На протяжении всей своей карьеры Льюис отвергала наставления и критику со стороны других скульпторов; по словам Уитни, она чувствовала, что ее пол и раса делают ее слишком уязвимой для обвинений в том, что ей не принадлежат ее работы (аналогичные обвинения вынудили Хосмер в 1864 году публично выступить в защиту своих методов работы). Более того, утверждалось, что она намеренно скрывала в своих женских фигурах физические признаки этнической принадлежности, отчасти опасаясь, что публика воспримет их как автопортрет. Искусствовед Кирстен Бьюик считает, что «Льюис не хотела, чтобы публика проводила какие-либо аналогии между ее женщинами и ее „я“. В каком-то смысле она подавила „автобиографию“, чтобы ее не смогли прочитать в ее скульптурах». Такие соображения помогают понять, почему, выбирая тему коренных американцев, например «Миннехаху» (1868), она интерпретировала ее, обратившись к сочинению белого поэта Генри Уодсворта Лонгфелло.

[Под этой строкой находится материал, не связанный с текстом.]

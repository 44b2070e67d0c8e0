use crate::template::TokenTemplate;

/// Largest supply the platform treats as safely representable (2^53 - 1,
/// matching the browser-side bound the deployer historically enforced).
pub const MAX_SAFE_SUPPLY: u128 = 9_007_199_254_740_991;

/// Field-level template validation failure.
#[derive(Clone, Debug, PartialEq, Eq, thiserror::Error)]
pub enum ValidationError {
    #[error("token name must be at least 3 characters")]
    NameTooShort,
    #[error("token name must be less than 50 characters")]
    NameTooLong,
    #[error("token symbol is required")]
    SymbolMissing,
    #[error("token symbol must be less than 10 characters")]
    SymbolTooLong,
    #[error("token symbol must only contain uppercase letters and numbers")]
    SymbolInvalid,
    #[error("token decimals must be between 0 and 18")]
    DecimalsOutOfRange,
    #[error("total supply must be a positive number")]
    SupplyNotPositive,
    #[error("total supply is too large")]
    SupplyTooLarge,
}

/// Validate a template's token parameters.
///
/// The current build ships fixed parameters that always pass; the routine is
/// retained for an editable-parameters mode, so the rules cover everything a
/// user could get wrong: name length 3-50, symbol 1-10 uppercase
/// alphanumeric, decimals 0-18, supply a positive decimal within
/// [`MAX_SAFE_SUPPLY`].
pub fn validate_template(template: &TokenTemplate) -> Result<(), ValidationError> {
    if template.name.chars().count() < 3 {
        return Err(ValidationError::NameTooShort);
    }
    if template.name.chars().count() > 50 {
        return Err(ValidationError::NameTooLong);
    }

    if template.symbol.is_empty() {
        return Err(ValidationError::SymbolMissing);
    }
    if template.symbol.chars().count() > 10 {
        return Err(ValidationError::SymbolTooLong);
    }
    if !template.symbol.chars().all(|c| c.is_ascii_uppercase() || c.is_ascii_digit()) {
        return Err(ValidationError::SymbolInvalid);
    }

    if template.decimals > 18 {
        return Err(ValidationError::DecimalsOutOfRange);
    }

    match template.total_supply.parse::<u128>() {
        Err(_) | Ok(0) => Err(ValidationError::SupplyNotPositive),
        Ok(supply) if supply > MAX_SAFE_SUPPLY => Err(ValidationError::SupplyTooLarge),
        Ok(_) => Ok(()),
    }
}
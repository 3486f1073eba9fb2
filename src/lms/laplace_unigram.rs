use serde::{Deserialize, Serialize};

use crate::corpus::{Corpus, HasWord};
use crate::lms::table::{CountTable, ScoreTable};
use crate::lms::LanguageModel;

/// Add-one smoothed unigram model:
///
///   P(w) = (c(w) + 1) / (2 * N)
///
/// where N is the total token count. The 2N denominator (rather than
/// N + V) is the historical behavior of this model family and is kept
/// for score compatibility.
#[derive(Debug, Clone, PartialEq, Serialize, Deserialize)]
pub struct LaplaceUnigramModel {
    ntokens: u64,
    counts: CountTable<String>,
    probs: ScoreTable<String>,
}

impl LaplaceUnigramModel {
    /// Trains on the corpus; the returned model is an immutable scorer.
    pub fn new<D: HasWord>(corpus: &Corpus<D>) -> Self {
        let mut model = Self {
            ntokens: 0,
            counts: CountTable::new(),
            probs: ScoreTable::new(),
        };
        model.train(corpus);
        model
    }

    fn train<D: HasWord>(&mut self, corpus: &Corpus<D>) {
        for sentence in corpus.sentences() {
            for datum in sentence.data() {
                self.counts.increment(datum.word().to_string());
                self.ntokens += 1;
            }
        }

        for sentence in corpus.sentences() {
            for datum in sentence.data() {
                let token = datum.word();
                let prob =
                    (self.counts.get(token) as f64 + 1.0) / (2.0 * self.ntokens as f64);
                self.probs.insert(token.to_string(), prob);
            }
        }
    }
}

impl LanguageModel for LaplaceUnigramModel {
    fn name(&self) -> &str {
        "laplace-unigram"
    }

    fn score(&self, sentence: &[String]) -> f64 {
        if self.ntokens == 0 {
            return f64::NEG_INFINITY;
        }
        let unseen = 1.0 / (2.0 * self.ntokens as f64);
        let mut score = 0.0;
        for token in sentence {
            if self.counts.contains(token.as_str()) {
                score += self.probs.get_or(token.as_str(), unseen).ln();
            } else {
                score += unseen.ln();
            }
        }
        score
    }
}
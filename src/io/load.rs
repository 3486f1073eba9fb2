use std::error::Error;
use std::fs;

use bincode::deserialize_from;
use serde::de::DeserializeOwned;

use crate::lms::{KneserNeyModel, LaplaceBigramModel, LaplaceUnigramModel, StupidBackoffModel};

pub trait Load {
    fn load(load_path: &str) -> Result<Self, Box<dyn Error>>
    where
        Self: Sized;
}

// load_path should be a file written by `Save` for the same model type.
fn load_model<M: DeserializeOwned>(load_path: &str) -> Result<M, Box<dyn Error>> {
    let file = fs::OpenOptions::new().read(true).open(load_path)?;
    Ok(deserialize_from(&file)?)
}

impl Load for LaplaceUnigramModel {
    fn load(load_path: &str) -> Result<Self, Box<dyn Error>> {
        load_model(load_path)
    }
}

impl Load for LaplaceBigramModel {
    fn load(load_path: &str) -> Result<Self, Box<dyn Error>> {
        load_model(load_path)
    }
}

impl Load for StupidBackoffModel {
    fn load(load_path: &str) -> Result<Self, Box<dyn Error>> {
        load_model(load_path)
    }
}

impl Load for KneserNeyModel {
    fn load(load_path: &str) -> Result<Self, Box<dyn Error>> {
        load_model(load_path)
    }
}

Льюис сначала создавала портретные бюсты и медальоны лидеров движения против рабства и героев Гражданской войны: Гаррисона, Джона Брауна, Чарльза Самнера, Уэнделла Филлипса и полковника Роберта Гулда Шоу. Воспитанная белым либеральным сообществом Бостона, она вскоре обнаружила, что в глазах меценатов ее происхождение неотделимо от ее художественного творчества. Еще в 1863 году ей пришлось просить поменьше хвалить ее работы, потому что она «цветная девушка». Тем не менее бостонское художественное сообщество продолжало колебаться между искренней поддержкой и благими, но обескураживающими поблажками. Например, социальный реформатор Лидия Мария Чайлд предлагала финансовую помощь и в то же время пыталась отговорить Льюис от осуществления амбициозных проектов.

Успех гипсового портрета Роберта Гулда Шоу, командира первого чернокожего полка времен Гражданской войны, помог Льюис оплатить поездку в Рим. Обосновавшись там зимой 1865–1866 годов, она начала работать в мраморе — преимущественно в неоклассической манере, но с большей степенью натурализма — над темами и образами, непосредственно связанными с угнетением ее народа. Присутствие в Риме группы профессиональных женщин-скульпторов давало повод для комментариев, но смешанное происхождение Льюис еще сильнее выделяло ее как экзотическую диковинку: «…одна из „сестричек“, если я не ошибаюсь, была негритянка, цвет ее кожи, живописно контрастирующий с цветом ее гипсовых портретов, был главым залогом ее славы», — пренебрежительно писал Генри Джеймс в своей биографии скульптора Уильяма Уэтмора Стори.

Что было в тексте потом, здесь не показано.